(Items from a data source)
= = = = =

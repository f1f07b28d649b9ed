//! TOML-based configuration for the agent.
//!
//! Every field has a `#[serde(default = ...)]` helper, so an empty file, a
//! partial file, and no file at all are all valid:
//!
//! ```toml
//! [proxy]
//! host = "127.0.0.1"
//! port = 12080
//! read_timeout_secs = 0      # 0 = block indefinitely
//! close_wait_secs = 2
//!
//! [wire]
//! newline_delimited = false
//! max_frame_bytes = 16777216
//!
//! [discovery]
//! skip_malformed = false
//!
//! [log]
//! level = "info"
//!
//! [report]
//! path = "topology.json"
//! ```
//!
//! Command-line flags are applied on top of the loaded values by the binary.

use std::path::{Path, PathBuf};
use std::time::Duration;

use serde::{Deserialize, Serialize};
use thiserror::Error;
use topology_core::{WireFraming, DEFAULT_MAX_FRAME_LEN};

use crate::application::run_discovery::DriverConfig;
use crate::infrastructure::network::ProxyEndpoint;

/// Error type for configuration file operations.
#[derive(Debug, Error)]
pub enum ConfigError {
    /// A file system I/O error occurred.
    #[error("I/O error accessing config at {path}: {source}")]
    Io {
        path: PathBuf,
        #[source]
        source: std::io::Error,
    },

    /// The TOML content could not be parsed.
    #[error("failed to parse config TOML: {0}")]
    Parse(#[from] toml::de::Error),

    /// The config could not be serialized to TOML.
    #[error("failed to serialize config: {0}")]
    Serialize(#[from] toml::ser::Error),
}

// ── Config schema types ───────────────────────────────────────────────────────

/// Top-level agent configuration.
#[derive(Debug, Clone, Default, Serialize, Deserialize, PartialEq)]
pub struct AgentConfig {
    #[serde(default)]
    pub proxy: ProxyConfig,
    #[serde(default)]
    pub wire: WireConfig,
    #[serde(default)]
    pub discovery: DiscoveryConfig,
    #[serde(default)]
    pub log: LogConfig,
    #[serde(default)]
    pub report: ReportConfig,
}

/// Where the proxy lives and how patiently to talk to it.
#[derive(Debug, Clone, Serialize, Deserialize, PartialEq)]
pub struct ProxyConfig {
    #[serde(default = "default_host")]
    pub host: String,
    #[serde(default = "default_port")]
    pub port: u16,
    /// Per-read deadline in seconds.  `0` blocks indefinitely.
    #[serde(default)]
    pub read_timeout_secs: u64,
    /// Seconds to wait for the proxy to hang up after the report.
    #[serde(default = "default_close_wait_secs")]
    pub close_wait_secs: u64,
}

/// Wire format options.
#[derive(Debug, Clone, Serialize, Deserialize, PartialEq)]
pub struct WireConfig {
    /// Terminate each outgoing message with `\n`.
    #[serde(default)]
    pub newline_delimited: bool,
    #[serde(default = "default_max_frame_bytes")]
    pub max_frame_bytes: usize,
}

#[derive(Debug, Clone, Default, Serialize, Deserialize, PartialEq)]
pub struct DiscoveryConfig {
    /// Log and skip undecodable frames instead of aborting.
    #[serde(default)]
    pub skip_malformed: bool,
}

#[derive(Debug, Clone, Serialize, Deserialize, PartialEq)]
pub struct LogConfig {
    /// `tracing` filter directive, e.g. `"info"` or `"topology_core=debug"`.
    #[serde(default = "default_log_level")]
    pub level: String,
}

#[derive(Debug, Clone, Default, Serialize, Deserialize, PartialEq)]
pub struct ReportConfig {
    /// Also write the final topology to this file as pretty JSON.
    #[serde(default, skip_serializing_if = "Option::is_none")]
    pub path: Option<PathBuf>,
}

// ── Default helpers ───────────────────────────────────────────────────────────

fn default_host() -> String {
    "127.0.0.1".to_string()
}
fn default_port() -> u16 {
    12080
}
fn default_close_wait_secs() -> u64 {
    2
}
fn default_max_frame_bytes() -> usize {
    DEFAULT_MAX_FRAME_LEN
}
fn default_log_level() -> String {
    "info".to_string()
}

impl Default for ProxyConfig {
    fn default() -> Self {
        Self {
            host: default_host(),
            port: default_port(),
            read_timeout_secs: 0,
            close_wait_secs: default_close_wait_secs(),
        }
    }
}

impl Default for WireConfig {
    fn default() -> Self {
        Self {
            newline_delimited: false,
            max_frame_bytes: default_max_frame_bytes(),
        }
    }
}

impl Default for LogConfig {
    fn default() -> Self {
        Self {
            level: default_log_level(),
        }
    }
}

// ── Conversions ───────────────────────────────────────────────────────────────

impl AgentConfig {
    pub fn endpoint(&self) -> ProxyEndpoint {
        ProxyEndpoint::new(self.proxy.host.clone(), self.proxy.port)
    }

    pub fn framing(&self) -> WireFraming {
        if self.wire.newline_delimited {
            WireFraming::Newline
        } else {
            WireFraming::Concatenated
        }
    }

    /// Builds the driver options described by this config.
    pub fn driver_config(&self) -> DriverConfig {
        DriverConfig {
            read_timeout: match self.proxy.read_timeout_secs {
                0 => None,
                secs => Some(Duration::from_secs(secs)),
            },
            close_wait: Duration::from_secs(self.proxy.close_wait_secs),
            skip_malformed: self.discovery.skip_malformed,
            max_frame_len: self.wire.max_frame_bytes,
        }
    }
}

// ── Config repository ─────────────────────────────────────────────────────────

/// Loads the config from `path`, or returns the defaults when `path` is `None`.
///
/// A path that was given explicitly must exist.
///
/// # Errors
///
/// Returns [`ConfigError::Io`] if the file cannot be read and
/// [`ConfigError::Parse`] if the TOML is malformed.
pub fn load_config(path: Option<&Path>) -> Result<AgentConfig, ConfigError> {
    let Some(path) = path else {
        return Ok(AgentConfig::default());
    };
    let content = std::fs::read_to_string(path).map_err(|source| ConfigError::Io {
        path: path.to_path_buf(),
        source,
    })?;
    Ok(toml::from_str(&content)?)
}

/// Writes `config` to `path`, creating parent directories as needed.
///
/// # Errors
///
/// Returns [`ConfigError::Io`] for file-system failures or
/// [`ConfigError::Serialize`] if serialization fails.
pub fn save_config(path: &Path, config: &AgentConfig) -> Result<(), ConfigError> {
    if let Some(dir) = path.parent().filter(|d| !d.as_os_str().is_empty()) {
        std::fs::create_dir_all(dir).map_err(|source| ConfigError::Io {
            path: dir.to_path_buf(),
            source,
        })?;
    }

    let content = toml::to_string_pretty(config)?;
    std::fs::write(path, content).map_err(|source| ConfigError::Io {
        path: path.to_path_buf(),
        source,
    })
}

// ── Tests ─────────────────────────────────────────────────────────────────────
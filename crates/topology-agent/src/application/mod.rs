//! Application layer use cases for the agent.
//!
//! - **`channel`** – The `Channel` port: send a message, receive a raw chunk,
//!   close.  Implemented in the infrastructure layer.
//! - **`run_discovery`** – Sequences one discovery session: handshake, BFS,
//!   final report, and releasing the channel.

pub mod channel;
pub mod run_discovery;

= = = = =

> Work task
You are asked to transcribe all of the data above exactly.

> Expected output
repository f1f07b28d649b9ed
//! TOML-based configuration for the agent.
//!
//! Every field has a `#[serde(default = ...)]` helper, so an empty file, a
//! partial file, and no file at all are all valid:
//!
//! ```toml
//! [proxy]
//! host = "127.0.0.1"
//! port = 12080
//! read_timeout_secs = 0      # 0 = block indefinitely
//! close_wait_secs = 2
//!
//! [wire]
//! newline_delimited = false
//! max_frame_bytes = 16777216
//!
//! [discovery]
//! skip_malformed = false
//!
//! [log]
//! level = "info"
//!
//! [report]
//! path = "topology.json"
//! ```
//!
//! Command-line flags are applied on top of the loaded values by the binary.

use std::path::{Path, PathBuf};
use std::time::Duration;

use serde::{Deserialize, Serialize};
use thiserror::Error;
use topology_core::{WireFraming, DEFAULT_MAX_FRAME_LEN};

use crate::application::run_discovery::DriverConfig;
use crate::infrastructure::network::ProxyEndpoint;

/// Error type for configuration file operations.
#[derive(Debug, Error)]
pub enum ConfigError {
    /// A file system I/O error occurred.
    #[error("I/O error accessing config at {path}: {source}")]
    Io {
        path: PathBuf,
        #[source]
        source: std::io::Error,
    },

    /// The TOML content could not be parsed.
    #[error("failed to parse config TOML: {0}")]
    Parse(#[from] toml::de::Error),

    /// The config could not be serialized to TOML.
    #[error("failed to serialize config: {0}")]
    Serialize(#[from] toml::ser::Error),
}

// ── Config schema types ───────────────────────────────────────────────────────

/// Top-level agent configuration.
#[derive(Debug, Clone, Default, Serialize, Deserialize, PartialEq)]
pub struct AgentConfig {
    #[serde(default)]
    pub proxy: ProxyConfig,
    #[serde(default)]
    pub wire: WireConfig,
    #[serde(default)]
    pub discovery: DiscoveryConfig,
    #[serde(default)]
    pub log: LogConfig,
    #[serde(default)]
    pub report: ReportConfig,
}

/// Where the proxy lives and how patiently to talk to it.
#[derive(Debug, Clone, Serialize, Deserialize, PartialEq)]
pub struct ProxyConfig {
    #[serde(default = "default_host")]
    pub host: String,
    #[serde(default = "default_port")]
    pub port: u16,
    /// Per-read deadline in seconds.  `0` blocks indefinitely.
    #[serde(default)]
    pub read_timeout_secs: u64,
    /// Seconds to wait for the proxy to hang up after the report.
    #[serde(default = "default_close_wait_secs")]
    pub close_wait_secs: u64,
}

/// Wire format options.
#[derive(Debug, Clone, Serialize, Deserialize, PartialEq)]
pub struct WireConfig {
    /// Terminate each outgoing message with `\n`.
    #[serde(default)]
    pub newline_delimited: bool,
    #[serde(default = "default_max_frame_bytes")]
    pub max_frame_bytes: usize,
}

#[derive(Debug, Clone, Default, Serialize, Deserialize, PartialEq)]
pub struct DiscoveryConfig {
    /// Log and skip undecodable frames instead of aborting.
    #[serde(default)]
    pub skip_malformed: bool,
}

#[derive(Debug, Clone, Serialize, Deserialize, PartialEq)]
pub struct LogConfig {
    /// `tracing` filter directive, e.g. `"info"` or `"topology_core=debug"`.
    #[serde(default = "default_log_level")]
    pub level: String,
}

#[derive(Debug, Clone, Default, Serialize, Deserialize, PartialEq)]
pub struct ReportConfig {
    /// Also write the final topology to this file as pretty JSON.
    #[serde(default, skip_serializing_if = "Option::is_none")]
    pub path: Option<PathBuf>,
}

// ── Default helpers ───────────────────────────────────────────────────────────

fn default_host() -> String {
    "127.0.0.1".to_string()
}
fn default_port() -> u16 {
    12080
}
fn default_close_wait_secs() -> u64 {
    2
}
fn default_max_frame_bytes() -> usize {
    DEFAULT_MAX_FRAME_LEN
}
fn default_log_level() -> String {
    "info".to_string()
}

impl Default for ProxyConfig {
    fn default() -> Self {
        Self {
            host: default_host(),
            port: default_port(),
            read_timeout_secs: 0,
            close_wait_secs: default_close_wait_secs(),
        }
    }
}

impl Default for WireConfig {
    fn default() -> Self {
        Self {
            newline_delimited: false,
            max_frame_bytes: default_max_frame_bytes(),
        }
    }
}

impl Default for LogConfig {
    fn default() -> Self {
        Self {
            level: default_log_level(),
        }
    }
}

// ── Conversions ───────────────────────────────────────────────────────────────

impl AgentConfig {
    pub fn endpoint(&self) -> ProxyEndpoint {
        ProxyEndpoint::new(self.proxy.host.clone(), self.proxy.port)
    }

    pub fn framing(&self) -> WireFraming {
        if self.wire.newline_delimited {
            WireFraming::Newline
        } else {
            WireFraming::Concatenated
        }
    }

    /// Builds the driver options described by this config.
    pub fn driver_config(&self) -> DriverConfig {
        DriverConfig {
            read_timeout: match self.proxy.read_timeout_secs {
                0 => None,
                secs => Some(Duration::from_secs(secs)),
            },
            close_wait: Duration::from_secs(self.proxy.close_wait_secs),
            skip_malformed: self.discovery.skip_malformed,
            max_frame_len: self.wire.max_frame_bytes,
        }
    }
}

// ── Config repository ─────────────────────────────────────────────────────────

/// Loads the config from `path`, or returns the defaults when `path` is `None`.
///
/// A path that was given explicitly must exist.
///
/// # Errors
///
/// Returns [`ConfigError::Io`] if the file cannot be read and
/// [`ConfigError::Parse`] if the TOML is malformed.
pub fn load_config(path: Option<&Path>) -> Result<AgentConfig, ConfigError> {
    let Some(path) = path else {
        return Ok(AgentConfig::default());
    };
    let content = std::fs::read_to_string(path).map_err(|source| ConfigError::Io {
        path: path.to_path_buf(),
        source,
    })?;
    Ok(toml::from_str(&content)?)
}

/// Writes `config` to `path`, creating parent directories as needed.
///
/// # Errors
///
/// Returns [`ConfigError::Io`] for file-system failures or
/// [`ConfigError::Serialize`] if serialization fails.
pub fn save_config(path: &Path, config: &AgentConfig) -> Result<(), ConfigError> {
    if let Some(dir) = path.parent().filter(|d| !d.as_os_str().is_empty()) {
        std::fs::create_dir_all(dir).map_err(|source| ConfigError::Io {
            path: dir.to_path_buf(),
            source,
        })?;
    }

    let content = toml::to_string_pretty(config)?;
    std::fs::write(path, content).map_err(|source| ConfigError::Io {
        path: path.to_path_buf(),
        source,
    })
}

// ── Tests ─────────────────────────────────────────────────────────────────────
filename crates/topology-agent/src/application/mod.rs
//! Application layer use cases for the agent.
//!
//! - **`channel`** – The `Channel` port: send a message, receive a raw chunk,
//!   close.  Implemented in the infrastructure layer.
//! - **`run_discovery`** – Sequences one discovery session: handshake, BFS,
//!   final report, and releasing the channel.

pub mod channel;
pub mod run_discovery;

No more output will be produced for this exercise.